For my sins I have a computer science degree from the otherCambridge, so like Voyager I have done a very similar course, although it was all digital circuits iirc; I don’t expect to have any particular trouble with the course material, although I **have **forgotten pretty much everything I learned back then.
Those of you worrying about calculus, from my understanding of the course material it’s very simple stuff, the kind of thing that in the UK you would learn at our equivilant of high school (I appreciate standards are lower in the US but not by that much) - and you have three weeks - so goooooo on, brush up on yer one variable basic integration and differentiation and first order linear differential equations and then let us know you’ve signed up in this thread.
I honestly don’t recall a lot about even basic integration and differentiation. I haven’t used them in decades (not since college). I don’t think I ever studied first order linear differential equations, but maybe I just don’t remember.
Know of any good online sources to brush up on or learn this stuff?
MIT offers tons of free math courses also, you just don’t get a certificate for finishing them and there isn’t any feedback on your work (I gathered that this new thing will have a way to “submit” assignments and have them automatically graded?)
There’s actually a list of “prereq” courses for this one that you can take for free. I’ve been considering doing some of the math or physics ones to see if I enjoy them more now that I’m a grownup.
What I would say is that the stuff suits itself very well to doint it by rote, you won’t really need any insights if it’s targetted how I expect it to be (so not having to recognise that X can be rewritten as Y^Z or whatever) - so you should be able to get along with just a big bunch o printed out examples - like what I just found in a quick google at http://www.ecalc.com/math-help/worksheet/calculus-integrals/
differentiation and integration are the same thing, just inverted. You are right in the sense that integration at that level is basically done by getting the expression into a form you recognise and know how to integrate, while you don’t have to bother doing that with differentiation, but yeah you just have to know the rules in either case. I don’t know what you mean by charts.*
Also, you can’t integrate everything, definitely anyway. Again, that shouldn’t be a problem here.

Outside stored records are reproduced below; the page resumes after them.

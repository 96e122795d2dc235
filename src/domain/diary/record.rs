//! Diary entities as exchanged with the backend

use std::fmt;

use serde::{Deserialize, Deserializer, Serialize};

use super::date::DiaryDate;
use super::emotion::Emotion;

/// Backend identifier of a diary entry
#[derive(Debug, Clone, Copy, PartialEq, Eq, Hash, Serialize, Deserialize)]
#[serde(transparent)]
pub struct DiaryId(i64);

impl DiaryId {
    pub const fn new(id: i64) -> Self {
        Self(id)
    }

    pub const fn value(&self) -> i64 {
        self.0
    }
}

impl fmt::Display for DiaryId {
    fn fmt(&self, f: &mut fmt::Formatter<'_>) -> fmt::Result {
        write!(f, "{}", self.0)
    }
}

/// A diary entry owned by the backend, keyed by calendar date.
#[derive(Debug, Clone, PartialEq, Serialize, Deserialize)]
pub struct DiaryRecord {
    #[serde(default)]
    pub id: Option<DiaryId>,
    pub date: DiaryDate,
    #[serde(default)]
    pub content: String,
    #[serde(default)]
    pub audio_path: Option<String>,
    #[serde(default, deserialize_with = "lenient_emotion")]
    pub emotion: Option<Emotion>,
    #[serde(default)]
    pub comment: Option<String>,
}

impl DiaryRecord {
    /// Whether the backend holds an audio asset for this entry
    pub fn has_audio(&self) -> bool {
        self.audio_path.as_deref().is_some_and(|p| !p.is_empty())
    }

    /// Finalized entries carry the generated comment and can no longer be edited
    pub fn is_finalized(&self) -> bool {
        self.comment.as_deref().is_some_and(|c| !c.is_empty())
    }
}

/// A calendar day record, carrying the day's emotion.
#[derive(Debug, Clone, PartialEq, Serialize, Deserialize)]
pub struct Day {
    pub date: DiaryDate,
    #[serde(default, deserialize_with = "lenient_emotion")]
    pub emotion: Option<Emotion>,
}

/// Audio bytes attached to a diary submission.
#[derive(Debug, Clone, PartialEq, Eq)]
pub struct AudioAttachment {
    file_name: String,
    data: Vec<u8>,
}

impl AudioAttachment {
    pub fn new(file_name: impl Into<String>, data: Vec<u8>) -> Self {
        Self {
            file_name: file_name.into(),
            data,
        }
    }

    pub fn file_name(&self) -> &str {
        &self.file_name
    }

    pub fn data(&self) -> &[u8] {
        &self.data
    }

    /// Encode the audio data as base64
    pub fn to_base64(&self) -> String {
        use base64::Engine;
        base64::engine::general_purpose::STANDARD.encode(&self.data)
    }
}

/// Content sent when saving or finalizing a diary entry.
#[derive(Debug, Clone, PartialEq, Eq)]
pub struct DiarySubmission {
    pub date: DiaryDate,
    pub content: String,
    pub audio: Option<AudioAttachment>,
}

impl DiarySubmission {
    /// Text-only entry
    pub fn text(date: DiaryDate, content: impl Into<String>) -> Self {
        Self {
            date,
            content: content.into(),
            audio: None,
        }
    }

    /// Entry with a voice recording attached
    pub fn voice(date: DiaryDate, content: impl Into<String>, audio: AudioAttachment) -> Self {
        Self {
            date,
            content: content.into(),
            audio: Some(audio),
        }
    }
}

/// Unknown or empty emotion labels from the backend are treated as "no emotion".
fn lenient_emotion<'de, D>(deserializer: D) -> Result<Option<Emotion>, D::Error>
where
    D: Deserializer<'de>,
{
    let raw: Option<String> = Option::deserialize(deserializer)?;
    Ok(raw.and_then(|s| s.parse().ok()))
}

#[cfg(test)]
mod tests {
    use super::*;

    #[test]
    fn deserialize_full_record() {
        let json = r#"{
            "id": 42,
            "date": "2024-05-17",
            "content": "오늘은 좋은 날",
            "audio_path": "voice_42.wav",
            "emotion": "기쁨",
            "comment": "좋은 하루였네요"
        }"#;

        let record: DiaryRecord = serde_json::from_str(json).unwrap();
        assert_eq!(record.id, Some(DiaryId::new(42)));
        assert_eq!(record.date.to_string(), "2024-05-17");
        assert_eq!(record.emotion, Some(Emotion::Joy));
        assert!(record.has_audio());
        assert!(record.is_finalized());
    }

    #[test]
    fn deserialize_draft_with_missing_fields() {
        let json = r#"{"date": "2024-05-17", "content": "draft", "emotion": null}"#;

        let record: DiaryRecord = serde_json::from_str(json).unwrap();
        assert!(record.id.is_none());
        assert!(record.emotion.is_none());
        assert!(!record.has_audio());
        assert!(!record.is_finalized());
    }

    #[test]
    fn unknown_emotion_label_is_ignored() {
        let json = r#"{"date": "2024-05-17", "emotion": "설렘"}"#;
        let day: Day = serde_json::from_str(json).unwrap();
        assert!(day.emotion.is_none());
    }

    #[test]
    fn attachment_encodes_as_base64() {
        let small = AudioAttachment::new("voice_1.wav", vec![1, 2, 3, 4]);
        assert_eq!(small.to_base64(), "AQIDBA==");
        assert_eq!(small.data().len(), 4);
    }

    #[test]
    fn submission_constructors() {
        let date: DiaryDate = "2024-05-17".parse().unwrap();
        let text = DiarySubmission::text(date, "hello");
        assert!(text.audio.is_none());

        let voice = DiarySubmission::voice(date, "", AudioAttachment::new("a.wav", vec![1]));
        assert_eq!(voice.audio.unwrap().file_name(), "a.wav");
    }
}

*so for example integrate 490x + 20x^2 with respect to x, you know integral of yf(x) is y’f(x), you know integral of x^n is (x^n+1)/n+1 so that’s 490 * x^2 / 2 + 20 * x ^ 3 / 3 = 245x^2 + 20/3x^3 + C … see, piece of piss - and basically you’re not going to have to apply anything that much more complicated than that, probably integration by parts will be about as hard as it goes
By “charts” I meant the common forms with solutions that were shown at the back of the textbook. “Chart” probably isn’t the correct word.
Yes, I know that they are the inverse of each other.
Basically, you can differentiate by following the rules. Going the other way isn’t that simple and you have to figure out what known form you’re looking at.
I’m pretty sure that there are symbolic calculators these days that can do some of the work for you.
I agree. Differentiation/Taking the Derivative is mostly a matter of a few simple rules (e.g. exponent rule, quotient rule). Integration has a smorgasbord of techniques such as integration by parts and integration by partial fractions to the extent where you really need to start looking for patterns and trying to make your equation look like the input to one of the proven integration techniques. If you want to go the other way and take the derivative, it’s pretty much chug and go as long as the function is actually differentiable (i.e. unless it is a “differentially challenged” function).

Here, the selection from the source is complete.